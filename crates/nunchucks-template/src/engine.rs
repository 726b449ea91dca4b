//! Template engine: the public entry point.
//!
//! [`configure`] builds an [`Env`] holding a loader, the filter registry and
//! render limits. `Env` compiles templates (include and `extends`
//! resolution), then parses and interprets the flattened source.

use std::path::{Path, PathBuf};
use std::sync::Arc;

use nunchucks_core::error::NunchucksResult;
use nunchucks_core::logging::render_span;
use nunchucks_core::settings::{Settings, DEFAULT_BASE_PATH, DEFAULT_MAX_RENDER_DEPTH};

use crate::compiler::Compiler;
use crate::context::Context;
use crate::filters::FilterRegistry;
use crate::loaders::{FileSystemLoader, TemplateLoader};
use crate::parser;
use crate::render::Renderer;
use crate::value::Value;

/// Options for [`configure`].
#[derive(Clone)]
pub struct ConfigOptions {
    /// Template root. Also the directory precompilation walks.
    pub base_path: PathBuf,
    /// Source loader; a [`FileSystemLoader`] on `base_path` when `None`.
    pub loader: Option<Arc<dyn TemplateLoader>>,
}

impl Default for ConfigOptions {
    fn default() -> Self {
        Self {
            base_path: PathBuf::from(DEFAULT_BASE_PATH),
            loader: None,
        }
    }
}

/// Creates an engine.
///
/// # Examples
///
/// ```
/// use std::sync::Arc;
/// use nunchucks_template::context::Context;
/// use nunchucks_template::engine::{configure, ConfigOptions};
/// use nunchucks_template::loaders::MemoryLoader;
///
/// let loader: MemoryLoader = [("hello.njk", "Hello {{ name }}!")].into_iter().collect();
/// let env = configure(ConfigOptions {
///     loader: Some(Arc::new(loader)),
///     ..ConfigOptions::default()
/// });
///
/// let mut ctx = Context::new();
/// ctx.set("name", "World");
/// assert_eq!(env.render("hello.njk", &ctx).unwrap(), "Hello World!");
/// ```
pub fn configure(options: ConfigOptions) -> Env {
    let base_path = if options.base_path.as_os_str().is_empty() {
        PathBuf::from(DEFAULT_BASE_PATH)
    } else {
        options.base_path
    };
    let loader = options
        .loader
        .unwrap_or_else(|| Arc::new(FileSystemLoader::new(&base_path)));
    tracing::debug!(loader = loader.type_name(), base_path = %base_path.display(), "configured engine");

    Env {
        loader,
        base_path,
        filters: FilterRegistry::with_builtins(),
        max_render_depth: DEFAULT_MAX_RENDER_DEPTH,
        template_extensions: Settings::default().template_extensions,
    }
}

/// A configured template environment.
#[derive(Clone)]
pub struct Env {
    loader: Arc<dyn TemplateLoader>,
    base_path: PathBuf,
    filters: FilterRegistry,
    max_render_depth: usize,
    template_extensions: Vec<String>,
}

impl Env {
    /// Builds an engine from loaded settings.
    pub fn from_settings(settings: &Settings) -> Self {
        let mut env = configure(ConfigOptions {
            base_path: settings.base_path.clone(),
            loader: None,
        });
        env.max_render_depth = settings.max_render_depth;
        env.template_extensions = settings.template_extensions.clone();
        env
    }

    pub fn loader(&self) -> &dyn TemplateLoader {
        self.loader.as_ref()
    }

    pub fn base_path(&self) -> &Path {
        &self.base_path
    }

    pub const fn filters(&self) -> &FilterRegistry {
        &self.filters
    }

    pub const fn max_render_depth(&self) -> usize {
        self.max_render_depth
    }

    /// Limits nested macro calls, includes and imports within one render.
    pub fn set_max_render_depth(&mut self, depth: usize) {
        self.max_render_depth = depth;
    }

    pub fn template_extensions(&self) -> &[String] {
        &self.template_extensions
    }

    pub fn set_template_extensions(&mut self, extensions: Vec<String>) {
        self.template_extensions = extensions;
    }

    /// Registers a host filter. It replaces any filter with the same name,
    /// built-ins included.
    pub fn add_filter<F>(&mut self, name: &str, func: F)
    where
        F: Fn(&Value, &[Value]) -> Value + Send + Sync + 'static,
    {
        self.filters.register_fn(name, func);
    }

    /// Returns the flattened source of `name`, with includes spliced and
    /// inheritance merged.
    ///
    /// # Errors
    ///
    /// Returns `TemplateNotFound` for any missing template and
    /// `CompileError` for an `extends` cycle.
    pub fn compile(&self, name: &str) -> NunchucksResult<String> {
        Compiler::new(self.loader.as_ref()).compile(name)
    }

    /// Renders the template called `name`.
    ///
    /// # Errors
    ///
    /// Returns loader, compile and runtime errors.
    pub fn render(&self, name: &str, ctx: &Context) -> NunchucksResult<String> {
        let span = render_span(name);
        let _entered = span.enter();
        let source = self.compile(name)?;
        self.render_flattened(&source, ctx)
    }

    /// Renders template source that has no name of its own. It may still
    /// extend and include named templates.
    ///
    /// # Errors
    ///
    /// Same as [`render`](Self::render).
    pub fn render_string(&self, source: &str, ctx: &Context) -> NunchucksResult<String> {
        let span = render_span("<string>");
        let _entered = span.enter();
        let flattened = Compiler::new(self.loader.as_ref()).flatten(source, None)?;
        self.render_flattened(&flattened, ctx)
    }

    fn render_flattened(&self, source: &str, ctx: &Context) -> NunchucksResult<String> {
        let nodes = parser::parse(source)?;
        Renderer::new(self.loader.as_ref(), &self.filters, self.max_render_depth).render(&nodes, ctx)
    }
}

* * *

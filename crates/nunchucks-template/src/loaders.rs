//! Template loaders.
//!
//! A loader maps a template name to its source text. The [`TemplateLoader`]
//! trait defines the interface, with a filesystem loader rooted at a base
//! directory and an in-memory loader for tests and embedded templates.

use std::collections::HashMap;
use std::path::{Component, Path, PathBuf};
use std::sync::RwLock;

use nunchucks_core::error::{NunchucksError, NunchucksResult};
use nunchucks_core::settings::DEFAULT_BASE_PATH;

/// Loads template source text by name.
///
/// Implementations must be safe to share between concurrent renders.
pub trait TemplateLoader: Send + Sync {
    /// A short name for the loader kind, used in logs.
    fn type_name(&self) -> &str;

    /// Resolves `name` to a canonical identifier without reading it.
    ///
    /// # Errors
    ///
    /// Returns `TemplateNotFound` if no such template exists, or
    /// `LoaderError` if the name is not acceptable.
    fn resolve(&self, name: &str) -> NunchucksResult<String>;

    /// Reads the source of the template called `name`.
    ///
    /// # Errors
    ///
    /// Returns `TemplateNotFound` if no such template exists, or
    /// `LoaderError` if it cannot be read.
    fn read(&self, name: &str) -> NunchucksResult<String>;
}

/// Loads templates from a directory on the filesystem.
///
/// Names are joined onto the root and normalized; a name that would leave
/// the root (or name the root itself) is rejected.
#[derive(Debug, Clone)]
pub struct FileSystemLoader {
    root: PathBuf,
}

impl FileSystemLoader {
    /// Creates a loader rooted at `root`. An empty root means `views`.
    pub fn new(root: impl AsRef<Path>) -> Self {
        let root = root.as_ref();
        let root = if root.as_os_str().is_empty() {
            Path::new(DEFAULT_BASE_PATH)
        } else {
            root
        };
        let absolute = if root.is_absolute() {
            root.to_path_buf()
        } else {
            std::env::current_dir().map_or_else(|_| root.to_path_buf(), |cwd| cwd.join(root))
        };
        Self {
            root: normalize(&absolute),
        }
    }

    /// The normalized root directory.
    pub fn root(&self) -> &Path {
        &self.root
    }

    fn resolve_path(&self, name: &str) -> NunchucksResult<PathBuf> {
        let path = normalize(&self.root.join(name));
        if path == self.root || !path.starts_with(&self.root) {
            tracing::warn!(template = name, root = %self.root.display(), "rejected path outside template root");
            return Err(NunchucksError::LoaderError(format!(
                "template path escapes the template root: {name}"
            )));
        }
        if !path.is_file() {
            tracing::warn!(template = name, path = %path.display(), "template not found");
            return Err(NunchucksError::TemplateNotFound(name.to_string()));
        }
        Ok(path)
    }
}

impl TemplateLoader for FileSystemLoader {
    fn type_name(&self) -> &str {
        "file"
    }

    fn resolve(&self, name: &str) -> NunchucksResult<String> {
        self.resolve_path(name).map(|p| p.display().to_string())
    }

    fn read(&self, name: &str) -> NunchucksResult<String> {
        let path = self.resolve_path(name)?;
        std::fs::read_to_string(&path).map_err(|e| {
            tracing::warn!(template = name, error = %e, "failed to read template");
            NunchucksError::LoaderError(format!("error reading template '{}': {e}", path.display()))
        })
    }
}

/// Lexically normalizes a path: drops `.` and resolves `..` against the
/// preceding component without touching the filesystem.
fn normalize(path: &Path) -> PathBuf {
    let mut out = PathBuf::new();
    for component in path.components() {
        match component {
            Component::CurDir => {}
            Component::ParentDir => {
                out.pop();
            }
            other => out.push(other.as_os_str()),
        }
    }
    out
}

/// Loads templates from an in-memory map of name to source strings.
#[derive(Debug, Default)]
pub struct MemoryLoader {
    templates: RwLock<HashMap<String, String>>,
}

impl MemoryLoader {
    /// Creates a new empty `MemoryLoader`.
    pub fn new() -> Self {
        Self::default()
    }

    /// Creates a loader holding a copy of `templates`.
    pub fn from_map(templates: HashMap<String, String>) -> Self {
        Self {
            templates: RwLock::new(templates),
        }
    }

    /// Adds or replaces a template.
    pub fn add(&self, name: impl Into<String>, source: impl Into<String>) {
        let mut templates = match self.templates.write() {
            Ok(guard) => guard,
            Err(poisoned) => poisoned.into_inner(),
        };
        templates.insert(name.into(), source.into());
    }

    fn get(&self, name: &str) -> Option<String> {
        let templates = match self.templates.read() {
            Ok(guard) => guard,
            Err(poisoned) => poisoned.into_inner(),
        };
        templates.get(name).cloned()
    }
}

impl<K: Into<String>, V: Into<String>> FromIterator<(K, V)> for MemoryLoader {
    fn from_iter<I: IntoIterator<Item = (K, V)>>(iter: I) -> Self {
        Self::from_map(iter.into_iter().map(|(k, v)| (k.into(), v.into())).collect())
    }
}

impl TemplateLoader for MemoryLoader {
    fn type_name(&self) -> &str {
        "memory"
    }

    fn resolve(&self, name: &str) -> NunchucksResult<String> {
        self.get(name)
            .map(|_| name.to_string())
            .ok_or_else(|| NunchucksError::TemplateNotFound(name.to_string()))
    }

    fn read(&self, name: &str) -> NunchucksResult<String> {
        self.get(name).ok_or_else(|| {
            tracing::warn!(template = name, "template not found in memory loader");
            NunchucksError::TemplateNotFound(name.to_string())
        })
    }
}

### What you need to do
The lines to copy are those in the listing that contain "match".

### Solution to this task
        match component {
        let mut templates = match self.templates.write() {
        let templates = match self.templates.read() {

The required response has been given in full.